NMBA Flashcards
(51 cards)
What is the mechanism of action of NMBAs at the presynaptic level?
They promote the presynaptic release of acetylcholine, which is associated with an influx of calcium.
How does inhibition of calcium influx affect muscle relaxants?
It can potentiate the effects of muscle relaxants.
What substances inhibit calcium influx and enhance NMBA effects?
Magnesium (competitive inhibitor), calcium channel blockers, and aminoglycosides.
What role do presynaptic acetylcholine receptors play?
They facilitate the release of acetylcholine; NMBAs block both presynaptic and postsynaptic receptors.
How are postsynaptic acetylcholine receptors classified?
Into mature receptors (lifespan ~2 weeks) and immature receptors (24-hour lifespan, more easily depolarized).
Where are nicotinic acetylcholine receptors located?
At the neuromuscular junction, CNS, and autonomic ganglia.
What is a competitive block in the context of NMBAs?
A competitive block involves acetylcholine or non-depolarizing NMBAs competing for postsynaptic nicotinic receptors.
What characterizes a non-competitive (Phase I) block?
Caused by depolarizing NMBAs (e.g., succinylcholine); not metabolized by acetylcholinesterase, causes fasciculations followed by paralysis, and prevents activation of perijunctional sodium channels.
What is a Phase II (non-depolarizing) block?
Seen with high or repeated doses of depolarizing agents or decreased plasma cholinesterase activity; resembles non-depolarizing block with tetany or TOF fade; reversible with acetylcholinesterase inhibitors.
What is a desensitization block?
Acetylcholine binds but does not activate the receptor due to high agonist levels from acetylcholinesterase inhibition or exposure to certain drugs like nicotine, barbiturates, or local anesthetics.
What is a channel block in the context of NMBA action?
Non-competitive inhibition of acetylcholine receptor channel gating; can occur in open, closed, or flickering states; not reversed by acetylcholinesterase inhibitors; may be caused by drugs like pancuronium, quinidine, or cocaine.
What is the role of acetylcholinesterase at the neuromuscular junction?
It hydrolyzes acetylcholine into acetic acid and choline, terminating neurotransmission.
What are the parasympathetic effects of acetylcholinesterase activation and how can they be countered?
Increased salivation and decreased heart rate; countered by atropine or glycopyrrolate.
What is the difference between reversible and irreversible acetylcholinesterase inhibitors?
Reversible inhibitors are used perioperatively; irreversible inhibitors include certain pesticides and nerve gases (e.g., sarin, VX) and can cause cholinergic crisis.
What is the structural requirement common to all NMBAs?
At least one quaternary amine group.
What is the typical amine composition of most NMBAs?
Most NMBAs contain two amine groups; some have two quaternary amines.
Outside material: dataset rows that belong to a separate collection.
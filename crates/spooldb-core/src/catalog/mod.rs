//! Table catalog: schema storage, create/drop/list operations, coercion.
//!
//! The catalog of a database is a single JSON line in `metadata.jsonl`
//! mapping each table name to its schema (`field -> "int"|"float"|"bool"|"str"`).
//! Database handles reload it for every operation; it is rewritten
//! atomically after every mutation.

pub mod coerce;
pub mod ops;

use std::fs::File;
use std::io::{BufRead, BufReader};
use std::path::{Path, PathBuf};

use indexmap::IndexMap;

use crate::error::{Result, StorageError};
use crate::storage::replace_atomically;
use crate::types::TableSchema;

/// In-memory view of a database's catalog file.
#[derive(Debug, Clone)]
pub struct Catalog {
    path: PathBuf,
    tables: IndexMap<String, TableSchema>,
}

impl Catalog {
    /// Write an empty catalog to `path` and return it.
    pub fn create(path: impl Into<PathBuf>) -> Result<Self> {
        let catalog = Self {
            path: path.into(),
            tables: IndexMap::new(),
        };
        catalog.persist()?;
        Ok(catalog)
    }

    /// Load the catalog stored at `path`.
    ///
    /// Only the first line is significant. A missing file surfaces as
    /// `FileNotFound`; anything unparsable as `MalformedCatalog`.
    pub fn load(path: impl Into<PathBuf>) -> Result<Self> {
        let path = path.into();
        let file = File::open(&path).map_err(|e| match e.kind() {
            std::io::ErrorKind::NotFound => StorageError::FileNotFound(path.clone()),
            _ => StorageError::Io(e),
        })?;

        let mut first = String::new();
        BufReader::new(file).read_line(&mut first)?;
        let tables = serde_json::from_str(first.trim_end_matches(['\n', '\r'])).map_err(|e| {
            StorageError::MalformedCatalog {
                path: path.clone(),
                reason: e.to_string(),
            }
        })?;

        Ok(Self { path, tables })
    }

    /// Rewrite the catalog file from the in-memory state.
    pub fn persist(&self) -> Result<()> {
        replace_atomically(&self.path, "metadata", |w| w.write(&self.tables))
    }

    pub fn path(&self) -> &Path {
        &self.path
    }

    /// All tables and their schemas, in creation order.
    pub fn tables(&self) -> &IndexMap<String, TableSchema> {
        &self.tables
    }

    pub(crate) fn tables_mut(&mut self) -> &mut IndexMap<String, TableSchema> {
        &mut self.tables
    }
}
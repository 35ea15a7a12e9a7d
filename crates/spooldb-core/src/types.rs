//! Core types: records, scalar types, table schemas, file-name constants.

use std::fmt;

use indexmap::IndexMap;
use serde::{Deserialize, Serialize};
use serde_json::{Map, Value};

use crate::error::{QueryError, Result, SchemaError};

/// A single row: field name to scalar value, in insertion order.
///
/// Values are restricted to integers, floats, booleans and strings. The
/// on-disk form is one compact JSON object per line.
pub type Record = Map<String, Value>;

/// Declared field types of a table, in declaration order.
pub type TableSchema = IndexMap<String, ScalarType>;

/// Name of the per-database catalog file.
pub const METADATA_FILE: &str = "metadata.jsonl";

/// Extension of table and scratch files.
pub const TABLE_EXTENSION: &str = "jsonl";

/// Default number of records per in-memory sort batch.
pub const DEFAULT_CHUNK_SIZE: usize = 1024;

/// The declared type of a table field.
#[derive(Debug, Clone, Copy, PartialEq, Eq, Hash, Serialize, Deserialize)]
pub enum ScalarType {
    #[serde(rename = "int")]
    Int,
    #[serde(rename = "float")]
    Float,
    #[serde(rename = "bool")]
    Bool,
    #[serde(rename = "str")]
    Str,
}

impl fmt::Display for ScalarType {
    fn fmt(&self, f: &mut fmt::Formatter<'_>) -> fmt::Result {
        let name = match self {
            ScalarType::Int => "int",
            ScalarType::Float => "float",
            ScalarType::Bool => "bool",
            ScalarType::Str => "str",
        };
        f.write_str(name)
    }
}

/// Look up a field on a record, failing with `FieldNotFound` if absent.
pub fn field<'a>(record: &'a Record, name: &str) -> Result<&'a Value> {
    record
        .get(name)
        .ok_or_else(|| QueryError::FieldNotFound(name.to_string()).into())
}

/// Whether a JSON value is one of the four storable scalar kinds.
pub fn is_scalar(value: &Value) -> bool {
    matches!(value, Value::Bool(_) | Value::Number(_) | Value::String(_))
}

/// Reject records holding null, array or object values.
pub fn validate_scalars(record: &Record) -> Result<()> {
    for (name, value) in record {
        if !is_scalar(value) {
            return Err(SchemaError::NonScalarValue {
                field: name.clone(),
                value: value.clone(),
            }
            .into());
        }
    }
    Ok(())
}

/// Check that a database or table name can be used as a single path component.
pub fn validate_name(name: &str) -> Result<()> {
    let bad = name.is_empty()
        || name == "."
        || name == ".."
        || name.contains(['/', '\\', '\0'])
        || name.starts_with('.');
    if bad {
        return Err(SchemaError::InvalidName(name.to_string()).into());
    }
    Ok(())
}

/// Like [`validate_name`], and also rejects names whose backing file would
/// be the catalog file.
pub fn validate_table_name(name: &str) -> Result<()> {
    validate_name(name)?;
    if format!("{name}.{TABLE_EXTENSION}") == METADATA_FILE {
        return Err(SchemaError::InvalidName(name.to_string()).into());
    }
    Ok(())
}
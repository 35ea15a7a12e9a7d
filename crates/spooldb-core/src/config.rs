//! Engine configuration.

use std::path::PathBuf;

use serde::{Deserialize, Serialize};

use crate::error::{Result, StorageError};
use crate::types::DEFAULT_CHUNK_SIZE;

/// Configuration for an [`Engine`](crate::api::Engine).
///
/// # Example
///
/// ```rust
/// use spooldb_core::config::EngineConfig;
///
/// let config = EngineConfig::with_root_dir("/var/lib/spooldb");
/// assert_eq!(config.default_chunk_size, 1024);
/// assert!(config.scratch_dir.is_none());
/// ```
#[derive(Debug, Clone, Serialize, Deserialize)]
pub struct EngineConfig {
    /// Directory holding one subdirectory per database.
    pub root_dir: PathBuf,

    /// Directory for runs and partitions. When `None`, the engine creates a
    /// private temporary directory that lives as long as the engine.
    #[serde(default, skip_serializing_if = "Option::is_none")]
    pub scratch_dir: Option<PathBuf>,

    /// Batch size used by `Database::sort_merge` and query pipelines.
    #[serde(default = "default_chunk_size")]
    pub default_chunk_size: usize,
}

fn default_chunk_size() -> usize {
    DEFAULT_CHUNK_SIZE
}

impl Default for EngineConfig {
    fn default() -> Self {
        Self {
            root_dir: PathBuf::from("databases"),
            scratch_dir: None,
            default_chunk_size: DEFAULT_CHUNK_SIZE,
        }
    }
}

impl EngineConfig {
    /// Creates a configuration rooted at `root_dir`.
    #[must_use]
    pub fn with_root_dir(root_dir: impl Into<PathBuf>) -> Self {
        Self {
            root_dir: root_dir.into(),
            ..Default::default()
        }
    }

    /// Creates a configuration for tests: tiny sort batches so that every
    /// sort goes through the merge path.
    #[must_use]
    pub fn for_testing(root_dir: impl Into<PathBuf>) -> Self {
        Self {
            root_dir: root_dir.into(),
            scratch_dir: None,
            default_chunk_size: 2,
        }
    }

    /// Validates the configuration.
    pub fn validate(&self) -> Result<()> {
        if self.default_chunk_size == 0 {
            return Err(
                StorageError::InvalidConfig("default_chunk_size must be at least 1".into()).into(),
            );
        }
        if self.root_dir.as_os_str().is_empty() {
            return Err(StorageError::InvalidConfig("root_dir must not be empty".into()).into());
        }
        Ok(())
    }
}
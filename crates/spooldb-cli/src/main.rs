use std::path::PathBuf;
use std::process;

use clap::Parser;
use spooldb_core::api::Engine;
use spooldb_core::config::EngineConfig;
use tracing::debug;
use tracing_subscriber::EnvFilter;

mod commands;
mod display;

use commands::{CliResult, Command};
use display::OutputMode;

/// SpoolDB: run one command against databases of JSONL tables.
#[derive(Parser, Debug)]
#[command(name = "spooldb", version)]
struct Cli {
    /// Database root directory (default: ~/.local/share/spooldb/databases).
    #[arg(short, long)]
    root: Option<PathBuf>,

    /// Directory for sort runs and group partitions (default: a private temp dir).
    #[arg(long)]
    scratch: Option<PathBuf>,

    /// Records per in-memory sort batch.
    #[arg(long)]
    chunk_size: Option<usize>,

    /// Output results as machine-parseable JSON.
    #[arg(short, long)]
    json: bool,

    #[command(subcommand)]
    command: Command,
}

fn default_root_dir() -> PathBuf {
    dirs::data_local_dir()
        .unwrap_or_else(|| PathBuf::from("."))
        .join("spooldb")
        .join("databases")
}

impl Cli {
    fn config(&self) -> EngineConfig {
        let root = self.root.clone().unwrap_or_else(default_root_dir);
        let mut config = EngineConfig::with_root_dir(root);
        config.scratch_dir = self.scratch.clone();
        if let Some(n) = self.chunk_size {
            config.default_chunk_size = n;
        }
        config
    }
}

fn run(cli: Cli) -> CliResult<()> {
    let config = cli.config();
    debug!(
        root = %config.root_dir.display(),
        chunk_size = config.default_chunk_size,
        "starting spooldb"
    );
    let engine = Engine::new(config)?;
    let mode = if cli.json {
        OutputMode::Json
    } else {
        OutputMode::Pretty
    };
    debug!(command = ?cli.command, "executing command");
    let result = cli.command.execute(&engine)?;
    display::render(result, mode, &mut std::io::stdout().lock())
}

fn main() {
    tracing_subscriber::fmt()
        .with_env_filter(
            EnvFilter::try_from_default_env().unwrap_or_else(|_| EnvFilter::new("warn")),
        )
        .with_writer(std::io::stderr)
        .init();

    let cli = Cli::parse();
    if let Err(e) = run(cli) {
        eprintln!("Error: {e}");
        process::exit(1);
    }
}
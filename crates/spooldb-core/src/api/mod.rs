//! Public API: engine and database handles, builders, filters.

pub mod builders;
pub mod database;
pub mod engine;
pub mod filter;
pub mod projection;
pub mod update;

pub use builders::{DeleteBuilder, QueryBuilder, RecordStream, TableBuilder, UpdateBuilder};
pub use database::Database;
pub use engine::Engine;
pub use filter::{FilterExpr, compare_values};
//! Relational operators over lazy record streams.
//!
//! Every operator takes its inputs as `IntoIterator<Item = Result<Record>>`
//! and is itself such an iterator, so operators compose by nesting. Work
//! happens on pull; an error is yielded once and ends the stream.

pub mod aggregate;
pub mod join;
pub mod predicate;
pub mod select;
pub mod sort;

pub use aggregate::{
    AggregateSpec, Aggregator, Fold, GroupAggregate, aggregate, aggregate_all,
    group_by_and_aggregate,
};
pub use join::{NestedLoopJoin, cross_product, theta_inner_join};
pub use predicate::{Predicate, Predicates, matches, predicate};
pub use select::{Project, Select, project, select};
pub use sort::{SortMerge, make_runs, merge, sort_merge};
#[cfg(test)]
mod tests {
    use super::*;
    use crate::error::ErrorKind;
    use serde_json::json;

    fn sample_record() -> Record {
        json!({
            "id": 7,
            "name": "Alice",
            "age": 30,
            "active": true,
            "score": 95.5,
        })
        .as_object()
        .unwrap()
        .clone()
    }

    // -----------------------------------------------------------------------
    // Equality
    // -----------------------------------------------------------------------

    #[test]
    fn test_filter_eq_string() {
        let rec = sample_record();
        let f = FilterExpr::eq(FilterExpr::field("name"), FilterExpr::literal("Alice"));
        assert!(f.eval(&rec).unwrap());

        let f = FilterExpr::eq(FilterExpr::field("name"), FilterExpr::literal("Bob"));
        assert!(!f.eval(&rec).unwrap());
    }

    #[test]
    fn test_filter_eq_number_int_and_float() {
        let rec = sample_record();
        let f = FilterExpr::eq(FilterExpr::field("age"), FilterExpr::literal(30));
        assert!(f.eval(&rec).unwrap());

        // 30 == 30.0 across int and float.
        let f = FilterExpr::eq(FilterExpr::field("age"), FilterExpr::literal(30.0));
        assert!(f.eval(&rec).unwrap());
    }

    #[test]
    fn test_filter_eq_boolean() {
        let rec = sample_record();
        let f = FilterExpr::eq(FilterExpr::field("active"), FilterExpr::literal(true));
        assert!(f.eval(&rec).unwrap());

        let f = FilterExpr::eq(FilterExpr::field("active"), FilterExpr::literal(false));
        assert!(!f.eval(&rec).unwrap());
    }

    #[test]
    fn test_filter_ne() {
        let rec = sample_record();
        let f = FilterExpr::ne(FilterExpr::field("name"), FilterExpr::literal("Bob"));
        assert!(f.eval(&rec).unwrap());

        let f = FilterExpr::ne(FilterExpr::field("name"), FilterExpr::literal("Alice"));
        assert!(!f.eval(&rec).unwrap());
    }

    // -----------------------------------------------------------------------
    // Comparisons
    // -----------------------------------------------------------------------

    #[test]
    fn test_filter_lt_le_gt_ge() {
        let rec = sample_record();
        let age = || FilterExpr::field("age");
        assert!(FilterExpr::lt(age(), FilterExpr::literal(40)).eval(&rec).unwrap());
        assert!(!FilterExpr::lt(age(), FilterExpr::literal(30)).eval(&rec).unwrap());
        assert!(FilterExpr::le(age(), FilterExpr::literal(30)).eval(&rec).unwrap());
        assert!(!FilterExpr::le(age(), FilterExpr::literal(29)).eval(&rec).unwrap());
        assert!(FilterExpr::gt(age(), FilterExpr::literal(20)).eval(&rec).unwrap());
        assert!(!FilterExpr::gt(age(), FilterExpr::literal(30)).eval(&rec).unwrap());
        assert!(FilterExpr::ge(age(), FilterExpr::literal(30)).eval(&rec).unwrap());
        assert!(!FilterExpr::ge(age(), FilterExpr::literal(31)).eval(&rec).unwrap());
    }

    #[test]
    fn test_filter_field_to_field() {
        let rec = json!({"a": 3, "b": 5}).as_object().unwrap().clone();
        let f = FilterExpr::lt(FilterExpr::field("a"), FilterExpr::field("b"));
        assert!(f.eval(&rec).unwrap());
    }

    #[test]
    fn test_filter_string_comparison() {
        let rec = sample_record();
        // "Alice" < "Bob" lexicographically
        let f = FilterExpr::lt(FilterExpr::field("name"), FilterExpr::literal("Bob"));
        assert!(f.eval(&rec).unwrap());

        let f = FilterExpr::gt(FilterExpr::field("name"), FilterExpr::literal("Bob"));
        assert!(!f.eval(&rec).unwrap());
    }

    #[test]
    fn test_filter_float_comparison() {
        let rec = sample_record();
        let f = FilterExpr::gt(FilterExpr::field("score"), FilterExpr::literal(90));
        assert!(f.eval(&rec).unwrap());

        let f = FilterExpr::lt(FilterExpr::field("score"), FilterExpr::literal(90.0));
        assert!(!f.eval(&rec).unwrap());
    }

    // -----------------------------------------------------------------------
    // Between
    // -----------------------------------------------------------------------

    #[test]
    fn test_filter_between() {
        let rec = sample_record();
        let f = FilterExpr::between(
            FilterExpr::field("age"),
            FilterExpr::literal(25),
            FilterExpr::literal(35),
        );
        assert!(f.eval(&rec).unwrap());

        // Exactly at bounds
        let f = FilterExpr::between(
            FilterExpr::field("age"),
            FilterExpr::literal(30),
            FilterExpr::literal(30),
        );
        assert!(f.eval(&rec).unwrap());

        let f = FilterExpr::between(
            FilterExpr::field("age"),
            FilterExpr::literal(31),
            FilterExpr::literal(40),
        );
        assert!(!f.eval(&rec).unwrap());
    }

    #[test]
    fn test_filter_between_strings() {
        let rec = sample_record();
        let f = FilterExpr::between(
            FilterExpr::field("name"),
            FilterExpr::literal("A"),
            FilterExpr::literal("B"),
        );
        assert!(f.eval(&rec).unwrap());
    }

    // -----------------------------------------------------------------------
    // String operations
    // -----------------------------------------------------------------------

    #[test]
    fn test_filter_begins_with() {
        let rec = sample_record();
        let f = FilterExpr::begins_with(FilterExpr::field("name"), "Ali");
        assert!(f.eval(&rec).unwrap());

        let f = FilterExpr::begins_with(FilterExpr::field("name"), "Bob");
        assert!(!f.eval(&rec).unwrap());

        // Non-string field returns false
        let f = FilterExpr::begins_with(FilterExpr::field("age"), "3");
        assert!(!f.eval(&rec).unwrap());
    }

    #[test]
    fn test_filter_contains() {
        let rec = sample_record();
        let f = FilterExpr::contains(FilterExpr::field("name"), "lic");
        assert!(f.eval(&rec).unwrap());

        let f = FilterExpr::contains(FilterExpr::field("name"), "xyz");
        assert!(!f.eval(&rec).unwrap());
    }

    // -----------------------------------------------------------------------
    // Missing fields
    // -----------------------------------------------------------------------

    #[test]
    fn test_filter_missing_field_fails() {
        let rec = sample_record();
        for f in [
            FilterExpr::eq(FilterExpr::field("nope"), FilterExpr::literal(1)),
            FilterExpr::ne(FilterExpr::field("nope"), FilterExpr::literal(1)),
            FilterExpr::begins_with(FilterExpr::field("nope"), "x"),
            FilterExpr::not(FilterExpr::contains(FilterExpr::field("nope"), "x")),
        ] {
            let err = f.eval(&rec).unwrap_err();
            assert_eq!(err.kind(), ErrorKind::FieldNotFound, "{f:?}");
        }
    }

    #[test]
    fn test_filter_exists() {
        let rec = sample_record();
        assert!(FilterExpr::exists("name").eval(&rec).unwrap());
        assert!(!FilterExpr::exists("nonexistent").eval(&rec).unwrap());
    }

    #[test]
    fn test_filter_exists_guards_missing_field() {
        let rec = sample_record();
        let f = FilterExpr::and(vec![
            FilterExpr::exists("email"),
            FilterExpr::eq(FilterExpr::field("email"), FilterExpr::literal("a@b")),
        ]);
        assert!(!f.eval(&rec).unwrap());
    }

    // -----------------------------------------------------------------------
    // Boolean logic
    // -----------------------------------------------------------------------

    #[test]
    fn test_filter_and_or_not() {
        let rec = sample_record();
        let f = FilterExpr::and(vec![
            FilterExpr::eq(FilterExpr::field("name"), FilterExpr::literal("Alice")),
            FilterExpr::gt(FilterExpr::field("age"), FilterExpr::literal(20)),
        ]);
        assert!(f.eval(&rec).unwrap());

        let f = FilterExpr::or(vec![
            FilterExpr::eq(FilterExpr::field("name"), FilterExpr::literal("Bob")),
            FilterExpr::eq(FilterExpr::field("name"), FilterExpr::literal("Carol")),
        ]);
        assert!(!f.eval(&rec).unwrap());

        let f = FilterExpr::not(FilterExpr::eq(
            FilterExpr::field("name"),
            FilterExpr::literal("Bob"),
        ));
        assert!(f.eval(&rec).unwrap());
    }

    #[test]
    fn test_filter_empty_and_or() {
        let rec = sample_record();
        // Empty AND is vacuously true, empty OR vacuously false.
        assert!(FilterExpr::and(vec![]).eval(&rec).unwrap());
        assert!(!FilterExpr::or(vec![]).eval(&rec).unwrap());
    }

    #[test]
    fn test_filter_short_circuit() {
        let rec = sample_record();
        // The second operand would fail (leaf as boolean) if evaluated.
        let f = FilterExpr::and(vec![
            FilterExpr::eq(FilterExpr::field("name"), FilterExpr::literal("Bob")),
            FilterExpr::field("name"),
        ]);
        assert!(!f.eval(&rec).unwrap());

        let f = FilterExpr::or(vec![
            FilterExpr::eq(FilterExpr::field("name"), FilterExpr::literal("Alice")),
            FilterExpr::field("name"),
        ]);
        assert!(f.eval(&rec).unwrap());
    }

    // -----------------------------------------------------------------------
    // Type mismatches and invalid expressions
    // -----------------------------------------------------------------------

    #[test]
    fn test_filter_type_mismatch() {
        let rec = sample_record();
        let f = FilterExpr::eq(FilterExpr::field("name"), FilterExpr::literal(42));
        assert!(!f.eval(&rec).unwrap());

        let f = FilterExpr::lt(FilterExpr::field("name"), FilterExpr::literal(42));
        assert!(!f.eval(&rec).unwrap());

        // Unordered kinds are never equal, so Ne holds.
        let f = FilterExpr::ne(FilterExpr::field("active"), FilterExpr::literal(1));
        assert!(f.eval(&rec).unwrap());
    }

    #[test]
    fn test_filter_leaf_eval_error() {
        let rec = sample_record();
        let err = FilterExpr::field("name").eval(&rec).unwrap_err();
        assert_eq!(err.kind(), ErrorKind::InvalidArgument);
        assert!(FilterExpr::literal(42).eval(&rec).is_err());
    }

    #[test]
    fn test_filter_depth_limit() {
        let rec = sample_record();
        let mut f = FilterExpr::exists("name");
        for _ in 0..=MAX_EXPRESSION_DEPTH {
            f = FilterExpr::not(f);
        }
        let err = f.eval(&rec).unwrap_err();
        assert_eq!(err.kind(), ErrorKind::InvalidArgument);
    }

    // -----------------------------------------------------------------------
    // Serialization
    // -----------------------------------------------------------------------

    #[test]
    fn test_filter_parses_from_json() {
        let parsed: FilterExpr = serde_json::from_str(
            r#"{"and": [{"eq": [{"field": "name"}, {"literal": "Alice"}]},
                        {"exists": "age"}]}"#,
        )
        .unwrap();
        assert_eq!(
            parsed,
            FilterExpr::and(vec![
                FilterExpr::eq(FilterExpr::field("name"), FilterExpr::literal("Alice")),
                FilterExpr::exists("age"),
            ])
        );
        assert!(parsed.eval(&sample_record()).unwrap());
    }

    #[test]
    fn test_filter_as_predicate() {
        let preds: Vec<Box<dyn Predicate>> = vec![Box::new(FilterExpr::gt(
            FilterExpr::field("age"),
            FilterExpr::literal(18),
        ))];
        assert!(crate::query::matches(&sample_record(), &preds).unwrap());
    }

    // -----------------------------------------------------------------------
    // compare_values
    // -----------------------------------------------------------------------

    #[test]
    fn test_compare_values_numbers() {
        assert_eq!(compare_values(&json!(1), &json!(2)), Some(Ordering::Less));
        assert_eq!(compare_values(&json!(2), &json!(2.0)), Some(Ordering::Equal));
        assert_eq!(compare_values(&json!(3), &json!(2.5)), Some(Ordering::Greater));
        // Large integers compare exactly, not through f64.
        assert_eq!(
            compare_values(&json!(9_007_199_254_740_993_i64), &json!(9_007_199_254_740_992_i64)),
            Some(Ordering::Greater)
        );
    }

    #[test]
    fn test_compare_values_strings_and_bools() {
        assert_eq!(compare_values(&json!("a"), &json!("b")), Some(Ordering::Less));
        assert_eq!(compare_values(&json!("B"), &json!("a")), Some(Ordering::Less));
        assert_eq!(compare_values(&json!(false), &json!(true)), Some(Ordering::Less));
    }

    #[test]
    fn test_compare_values_mixed_types() {
        assert_eq!(compare_values(&json!("a"), &json!(1)), None);
        assert_eq!(compare_values(&json!(true), &json!(1)), None);
    }
}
For example, d-tubocurarine, vecuronium, and rocuronium have a quaternary and a tertiary amine.
What is the significance of bisquaternary structure in steroidal NMBAs?
It favors blockade of post-ganglionic muscarinic receptors, making them vagolytic.
Which NMBA class has higher potential for histamine release?
Benzylisoquinolines (e.g., d-tubocurarine, mivacurium, atracurium).
How does receptor affinity affect NMBA onset of action of NMBAs?
Lower receptor affinity shortens onset (e.g., rocuronium has faster onset than vecuronium).
What are the mechanisms of histamine release in response to NMBAs?
IgE (true anaphylactic reaction), IgG/IgM (complement activation), and direct mast cell activation (especially by tertiary amines).
What tissues are most affected by histamine release from NMBAs?
Mucosal tissues (bronchial and GI) and serosal tissues (vasculature, skin, and connective tissue).
What are common signs and symptoms of NMBA-induced histamine release?
Erythema, blistering, tachycardia, and hypotension.
Which NMBA class is more likely to cause histamine release?
Benzylisoquinolines»_space;> Steroids (except rapacuronium).
How can histamine release from NMBAs be prevented?
By slower, graded, or repetitive administration (tachyphylaxis) and premedication with H1 or H2 blockers.